◆ **Directions**
Copy every line from the data below in which the string "listener" can be found.
-- -- --
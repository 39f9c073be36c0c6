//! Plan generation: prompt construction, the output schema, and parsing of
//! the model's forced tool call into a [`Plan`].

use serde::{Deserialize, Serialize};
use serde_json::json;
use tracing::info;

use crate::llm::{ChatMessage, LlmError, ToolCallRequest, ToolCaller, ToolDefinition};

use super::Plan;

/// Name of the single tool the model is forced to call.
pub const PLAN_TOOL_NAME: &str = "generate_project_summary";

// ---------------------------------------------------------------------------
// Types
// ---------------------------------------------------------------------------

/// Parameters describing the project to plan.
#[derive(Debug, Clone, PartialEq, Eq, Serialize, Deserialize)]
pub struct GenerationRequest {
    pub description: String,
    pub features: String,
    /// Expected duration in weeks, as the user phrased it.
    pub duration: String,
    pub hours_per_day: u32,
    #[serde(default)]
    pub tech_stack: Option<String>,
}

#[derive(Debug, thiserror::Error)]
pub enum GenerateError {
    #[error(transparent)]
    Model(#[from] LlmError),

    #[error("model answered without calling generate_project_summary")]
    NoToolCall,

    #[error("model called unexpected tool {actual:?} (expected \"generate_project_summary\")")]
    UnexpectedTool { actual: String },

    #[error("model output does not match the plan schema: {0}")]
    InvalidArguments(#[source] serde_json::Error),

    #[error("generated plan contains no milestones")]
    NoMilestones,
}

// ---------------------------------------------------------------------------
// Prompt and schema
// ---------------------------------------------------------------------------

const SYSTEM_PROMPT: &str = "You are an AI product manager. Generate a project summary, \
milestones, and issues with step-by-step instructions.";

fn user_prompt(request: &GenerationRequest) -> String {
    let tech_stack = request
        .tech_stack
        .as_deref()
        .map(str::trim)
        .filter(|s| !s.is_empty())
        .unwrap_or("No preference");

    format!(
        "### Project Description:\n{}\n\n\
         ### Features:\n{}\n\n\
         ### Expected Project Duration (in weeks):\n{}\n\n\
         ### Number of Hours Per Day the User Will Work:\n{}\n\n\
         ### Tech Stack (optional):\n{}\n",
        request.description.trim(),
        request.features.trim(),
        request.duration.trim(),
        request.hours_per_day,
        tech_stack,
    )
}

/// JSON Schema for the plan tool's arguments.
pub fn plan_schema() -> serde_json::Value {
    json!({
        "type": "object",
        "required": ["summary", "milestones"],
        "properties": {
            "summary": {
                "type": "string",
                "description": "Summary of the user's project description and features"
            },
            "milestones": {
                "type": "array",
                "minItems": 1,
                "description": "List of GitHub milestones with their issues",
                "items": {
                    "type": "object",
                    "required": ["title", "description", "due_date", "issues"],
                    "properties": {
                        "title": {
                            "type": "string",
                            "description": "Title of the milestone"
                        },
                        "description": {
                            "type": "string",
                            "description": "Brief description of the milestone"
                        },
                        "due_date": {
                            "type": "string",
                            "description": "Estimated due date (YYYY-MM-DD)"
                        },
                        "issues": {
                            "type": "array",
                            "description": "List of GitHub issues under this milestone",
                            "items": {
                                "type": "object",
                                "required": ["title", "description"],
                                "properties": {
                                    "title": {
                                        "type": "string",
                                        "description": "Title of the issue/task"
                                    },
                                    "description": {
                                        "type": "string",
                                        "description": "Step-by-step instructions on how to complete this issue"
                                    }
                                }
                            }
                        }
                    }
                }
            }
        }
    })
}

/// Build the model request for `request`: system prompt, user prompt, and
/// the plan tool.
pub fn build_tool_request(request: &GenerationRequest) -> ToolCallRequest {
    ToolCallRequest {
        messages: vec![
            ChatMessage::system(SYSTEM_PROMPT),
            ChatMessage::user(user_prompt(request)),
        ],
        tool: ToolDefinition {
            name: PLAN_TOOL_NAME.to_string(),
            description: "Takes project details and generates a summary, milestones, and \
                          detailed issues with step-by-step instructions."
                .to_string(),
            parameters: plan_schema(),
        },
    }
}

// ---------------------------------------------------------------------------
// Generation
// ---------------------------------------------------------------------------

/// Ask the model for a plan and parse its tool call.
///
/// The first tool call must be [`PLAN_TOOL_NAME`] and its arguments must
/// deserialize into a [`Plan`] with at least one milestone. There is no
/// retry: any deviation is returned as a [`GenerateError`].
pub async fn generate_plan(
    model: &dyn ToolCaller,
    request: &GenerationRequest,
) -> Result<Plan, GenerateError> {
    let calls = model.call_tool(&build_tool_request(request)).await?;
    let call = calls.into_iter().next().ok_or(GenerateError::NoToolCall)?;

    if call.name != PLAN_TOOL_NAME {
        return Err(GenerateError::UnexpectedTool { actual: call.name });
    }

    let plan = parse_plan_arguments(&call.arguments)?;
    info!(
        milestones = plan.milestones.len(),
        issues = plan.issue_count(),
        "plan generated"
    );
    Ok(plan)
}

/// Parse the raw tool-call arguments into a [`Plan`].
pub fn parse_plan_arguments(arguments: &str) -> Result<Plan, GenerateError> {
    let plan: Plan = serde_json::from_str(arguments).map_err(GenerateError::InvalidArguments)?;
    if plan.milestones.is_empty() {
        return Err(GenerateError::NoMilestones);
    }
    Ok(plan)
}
-- -- --
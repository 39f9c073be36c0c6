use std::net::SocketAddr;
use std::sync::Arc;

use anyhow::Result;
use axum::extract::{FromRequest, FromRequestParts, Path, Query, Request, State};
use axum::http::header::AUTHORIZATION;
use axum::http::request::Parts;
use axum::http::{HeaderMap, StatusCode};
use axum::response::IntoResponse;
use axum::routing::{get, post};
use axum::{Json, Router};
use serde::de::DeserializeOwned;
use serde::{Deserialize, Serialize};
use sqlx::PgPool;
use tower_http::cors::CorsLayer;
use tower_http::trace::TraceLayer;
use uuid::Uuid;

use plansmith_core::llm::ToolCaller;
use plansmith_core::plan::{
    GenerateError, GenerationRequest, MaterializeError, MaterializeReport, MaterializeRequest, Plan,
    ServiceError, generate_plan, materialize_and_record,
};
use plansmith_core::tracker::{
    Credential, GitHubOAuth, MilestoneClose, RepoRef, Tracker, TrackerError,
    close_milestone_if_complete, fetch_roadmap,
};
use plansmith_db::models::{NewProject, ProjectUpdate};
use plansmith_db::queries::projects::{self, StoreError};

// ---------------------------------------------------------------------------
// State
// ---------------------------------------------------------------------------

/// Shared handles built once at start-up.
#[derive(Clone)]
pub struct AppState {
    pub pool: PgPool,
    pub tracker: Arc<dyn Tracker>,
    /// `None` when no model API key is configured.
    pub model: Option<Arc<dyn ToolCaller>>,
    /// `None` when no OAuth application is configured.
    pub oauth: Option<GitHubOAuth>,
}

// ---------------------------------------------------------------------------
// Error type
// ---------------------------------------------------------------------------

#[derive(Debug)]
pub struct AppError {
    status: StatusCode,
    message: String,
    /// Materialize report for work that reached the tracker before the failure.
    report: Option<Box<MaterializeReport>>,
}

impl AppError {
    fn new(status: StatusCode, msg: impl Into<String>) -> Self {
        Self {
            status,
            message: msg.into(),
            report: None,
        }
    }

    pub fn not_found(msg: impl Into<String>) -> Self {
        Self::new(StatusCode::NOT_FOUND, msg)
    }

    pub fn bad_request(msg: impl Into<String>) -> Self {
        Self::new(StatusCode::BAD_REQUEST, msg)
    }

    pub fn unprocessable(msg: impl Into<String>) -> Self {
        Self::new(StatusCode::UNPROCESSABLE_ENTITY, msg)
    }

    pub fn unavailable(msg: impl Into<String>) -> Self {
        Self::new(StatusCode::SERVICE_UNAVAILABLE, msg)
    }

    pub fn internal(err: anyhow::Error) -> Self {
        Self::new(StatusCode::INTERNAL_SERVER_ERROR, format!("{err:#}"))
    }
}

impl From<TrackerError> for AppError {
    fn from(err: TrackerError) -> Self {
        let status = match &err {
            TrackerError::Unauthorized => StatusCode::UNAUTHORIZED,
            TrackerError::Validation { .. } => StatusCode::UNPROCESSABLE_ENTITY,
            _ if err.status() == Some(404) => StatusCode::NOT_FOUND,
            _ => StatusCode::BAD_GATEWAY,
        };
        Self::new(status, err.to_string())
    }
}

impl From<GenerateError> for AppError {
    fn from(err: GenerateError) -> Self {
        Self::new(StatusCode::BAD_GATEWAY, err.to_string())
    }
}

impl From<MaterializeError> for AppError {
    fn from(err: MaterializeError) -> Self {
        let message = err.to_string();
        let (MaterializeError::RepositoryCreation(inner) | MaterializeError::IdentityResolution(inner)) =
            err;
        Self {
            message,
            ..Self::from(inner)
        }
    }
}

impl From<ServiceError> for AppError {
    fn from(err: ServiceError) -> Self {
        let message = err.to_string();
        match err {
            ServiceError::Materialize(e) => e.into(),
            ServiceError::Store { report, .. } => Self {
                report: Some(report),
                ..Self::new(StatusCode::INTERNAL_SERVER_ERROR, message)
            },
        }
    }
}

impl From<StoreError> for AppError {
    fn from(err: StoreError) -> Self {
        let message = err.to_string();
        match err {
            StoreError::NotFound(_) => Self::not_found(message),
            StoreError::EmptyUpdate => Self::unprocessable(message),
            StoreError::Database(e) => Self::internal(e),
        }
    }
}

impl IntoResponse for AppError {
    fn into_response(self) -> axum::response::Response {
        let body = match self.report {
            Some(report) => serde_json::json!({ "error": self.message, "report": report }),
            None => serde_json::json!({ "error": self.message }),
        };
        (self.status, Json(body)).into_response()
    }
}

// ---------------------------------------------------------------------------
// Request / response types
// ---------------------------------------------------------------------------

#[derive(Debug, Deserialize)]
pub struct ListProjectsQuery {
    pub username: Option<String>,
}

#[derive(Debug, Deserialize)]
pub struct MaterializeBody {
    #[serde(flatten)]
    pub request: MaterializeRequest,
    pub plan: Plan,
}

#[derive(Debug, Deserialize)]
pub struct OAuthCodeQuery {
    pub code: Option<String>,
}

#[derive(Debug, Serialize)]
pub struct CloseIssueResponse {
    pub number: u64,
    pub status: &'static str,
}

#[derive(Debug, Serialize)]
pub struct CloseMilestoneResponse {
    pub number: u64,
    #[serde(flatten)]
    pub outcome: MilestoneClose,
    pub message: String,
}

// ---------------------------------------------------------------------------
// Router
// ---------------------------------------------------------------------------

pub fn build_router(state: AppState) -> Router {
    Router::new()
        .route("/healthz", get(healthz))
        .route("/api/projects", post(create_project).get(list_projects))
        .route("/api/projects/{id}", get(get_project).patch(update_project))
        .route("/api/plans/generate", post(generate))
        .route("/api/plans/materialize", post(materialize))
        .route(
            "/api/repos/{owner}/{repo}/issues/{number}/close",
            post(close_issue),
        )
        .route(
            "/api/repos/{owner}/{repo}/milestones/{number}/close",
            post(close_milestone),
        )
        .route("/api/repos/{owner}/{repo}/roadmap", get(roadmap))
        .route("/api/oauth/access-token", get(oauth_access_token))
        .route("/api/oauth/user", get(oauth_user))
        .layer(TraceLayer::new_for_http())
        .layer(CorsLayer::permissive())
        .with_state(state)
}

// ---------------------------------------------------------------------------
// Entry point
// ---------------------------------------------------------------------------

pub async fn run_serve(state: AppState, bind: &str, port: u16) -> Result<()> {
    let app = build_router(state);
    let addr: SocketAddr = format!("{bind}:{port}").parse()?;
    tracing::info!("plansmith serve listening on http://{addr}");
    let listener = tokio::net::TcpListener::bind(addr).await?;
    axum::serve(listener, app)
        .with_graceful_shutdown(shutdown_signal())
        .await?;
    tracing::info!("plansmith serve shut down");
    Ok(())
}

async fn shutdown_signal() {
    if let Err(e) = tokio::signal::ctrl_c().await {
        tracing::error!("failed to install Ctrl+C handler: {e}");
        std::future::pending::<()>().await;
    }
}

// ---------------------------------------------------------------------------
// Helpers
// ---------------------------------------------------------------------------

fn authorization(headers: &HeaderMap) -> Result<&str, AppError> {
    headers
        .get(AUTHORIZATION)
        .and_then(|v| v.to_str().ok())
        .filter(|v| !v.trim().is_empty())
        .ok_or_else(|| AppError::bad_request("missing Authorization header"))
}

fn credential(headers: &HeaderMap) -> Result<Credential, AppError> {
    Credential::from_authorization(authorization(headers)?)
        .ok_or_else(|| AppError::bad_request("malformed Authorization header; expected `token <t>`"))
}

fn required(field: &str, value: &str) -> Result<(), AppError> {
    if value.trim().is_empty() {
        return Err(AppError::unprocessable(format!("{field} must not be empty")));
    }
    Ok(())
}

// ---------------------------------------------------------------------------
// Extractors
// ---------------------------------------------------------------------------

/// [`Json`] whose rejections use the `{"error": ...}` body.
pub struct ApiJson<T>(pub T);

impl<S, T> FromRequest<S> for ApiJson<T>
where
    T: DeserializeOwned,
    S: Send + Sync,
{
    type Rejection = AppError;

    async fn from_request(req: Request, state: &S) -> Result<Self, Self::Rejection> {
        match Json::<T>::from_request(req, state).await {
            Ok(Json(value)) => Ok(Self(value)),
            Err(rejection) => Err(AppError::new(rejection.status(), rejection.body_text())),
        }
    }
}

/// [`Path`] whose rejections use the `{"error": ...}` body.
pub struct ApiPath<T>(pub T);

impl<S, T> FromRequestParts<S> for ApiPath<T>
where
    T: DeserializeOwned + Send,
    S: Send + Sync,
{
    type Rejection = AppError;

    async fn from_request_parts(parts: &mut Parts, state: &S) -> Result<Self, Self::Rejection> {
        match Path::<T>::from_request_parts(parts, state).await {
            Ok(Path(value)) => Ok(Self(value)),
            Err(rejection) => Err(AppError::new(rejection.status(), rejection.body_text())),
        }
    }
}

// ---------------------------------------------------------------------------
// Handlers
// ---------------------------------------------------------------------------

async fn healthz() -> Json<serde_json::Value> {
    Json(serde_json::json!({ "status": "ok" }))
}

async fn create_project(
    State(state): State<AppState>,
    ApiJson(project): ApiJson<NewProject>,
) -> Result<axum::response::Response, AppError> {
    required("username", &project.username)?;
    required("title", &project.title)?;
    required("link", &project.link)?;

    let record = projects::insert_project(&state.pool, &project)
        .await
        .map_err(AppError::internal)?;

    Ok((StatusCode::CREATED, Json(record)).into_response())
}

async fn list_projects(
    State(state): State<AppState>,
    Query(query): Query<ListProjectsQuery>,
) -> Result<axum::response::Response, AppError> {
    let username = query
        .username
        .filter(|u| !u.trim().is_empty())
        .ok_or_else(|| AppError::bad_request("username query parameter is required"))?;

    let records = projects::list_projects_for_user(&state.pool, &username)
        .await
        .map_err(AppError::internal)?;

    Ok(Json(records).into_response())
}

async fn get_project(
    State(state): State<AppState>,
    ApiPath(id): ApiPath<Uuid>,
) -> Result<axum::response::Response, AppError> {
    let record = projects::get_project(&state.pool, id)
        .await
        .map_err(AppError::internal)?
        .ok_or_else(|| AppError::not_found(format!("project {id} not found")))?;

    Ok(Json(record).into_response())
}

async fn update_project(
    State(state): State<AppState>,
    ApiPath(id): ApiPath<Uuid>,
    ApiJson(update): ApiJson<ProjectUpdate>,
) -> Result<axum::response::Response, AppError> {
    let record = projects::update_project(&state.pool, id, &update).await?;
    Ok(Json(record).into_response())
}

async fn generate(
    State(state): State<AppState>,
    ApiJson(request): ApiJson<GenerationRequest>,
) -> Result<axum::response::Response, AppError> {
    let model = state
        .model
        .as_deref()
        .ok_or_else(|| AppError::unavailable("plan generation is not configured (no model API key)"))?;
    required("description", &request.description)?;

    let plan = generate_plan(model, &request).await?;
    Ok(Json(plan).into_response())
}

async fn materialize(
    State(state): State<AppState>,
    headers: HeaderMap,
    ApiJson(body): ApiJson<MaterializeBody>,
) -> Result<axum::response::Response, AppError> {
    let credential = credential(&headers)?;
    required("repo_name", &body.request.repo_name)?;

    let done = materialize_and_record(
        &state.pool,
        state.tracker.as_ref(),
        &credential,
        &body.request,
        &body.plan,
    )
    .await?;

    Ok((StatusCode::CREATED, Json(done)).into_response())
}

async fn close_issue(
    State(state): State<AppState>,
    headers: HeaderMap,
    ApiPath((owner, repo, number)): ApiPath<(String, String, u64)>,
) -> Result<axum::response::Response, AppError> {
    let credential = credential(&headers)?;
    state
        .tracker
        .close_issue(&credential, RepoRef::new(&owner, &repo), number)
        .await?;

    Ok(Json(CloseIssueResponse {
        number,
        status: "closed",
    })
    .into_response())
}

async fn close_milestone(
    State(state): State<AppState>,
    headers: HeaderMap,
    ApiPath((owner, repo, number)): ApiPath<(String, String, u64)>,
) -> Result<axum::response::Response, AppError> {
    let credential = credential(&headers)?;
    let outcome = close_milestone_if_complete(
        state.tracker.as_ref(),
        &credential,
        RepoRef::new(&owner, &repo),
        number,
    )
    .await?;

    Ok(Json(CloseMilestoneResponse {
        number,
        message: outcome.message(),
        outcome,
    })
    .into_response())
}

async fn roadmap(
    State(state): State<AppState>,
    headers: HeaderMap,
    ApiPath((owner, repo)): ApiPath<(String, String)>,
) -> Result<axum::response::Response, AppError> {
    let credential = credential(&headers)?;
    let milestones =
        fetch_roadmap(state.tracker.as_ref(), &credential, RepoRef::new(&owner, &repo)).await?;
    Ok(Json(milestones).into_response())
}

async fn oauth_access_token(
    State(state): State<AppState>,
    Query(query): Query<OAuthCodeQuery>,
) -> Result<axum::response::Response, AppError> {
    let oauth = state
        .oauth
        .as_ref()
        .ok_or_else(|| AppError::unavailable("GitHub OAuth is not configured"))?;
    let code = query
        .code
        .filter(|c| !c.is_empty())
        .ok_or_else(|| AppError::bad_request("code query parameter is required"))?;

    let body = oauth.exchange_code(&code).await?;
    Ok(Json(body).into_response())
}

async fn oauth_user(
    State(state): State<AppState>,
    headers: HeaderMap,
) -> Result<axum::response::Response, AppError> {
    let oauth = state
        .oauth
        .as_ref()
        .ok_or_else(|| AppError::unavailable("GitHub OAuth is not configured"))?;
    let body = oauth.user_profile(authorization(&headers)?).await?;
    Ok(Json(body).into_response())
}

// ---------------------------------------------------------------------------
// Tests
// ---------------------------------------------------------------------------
-- -- --
◆ **Response area**
    let listener = tokio::net::TcpListener::bind(addr).await?;
    axum::serve(listener, app)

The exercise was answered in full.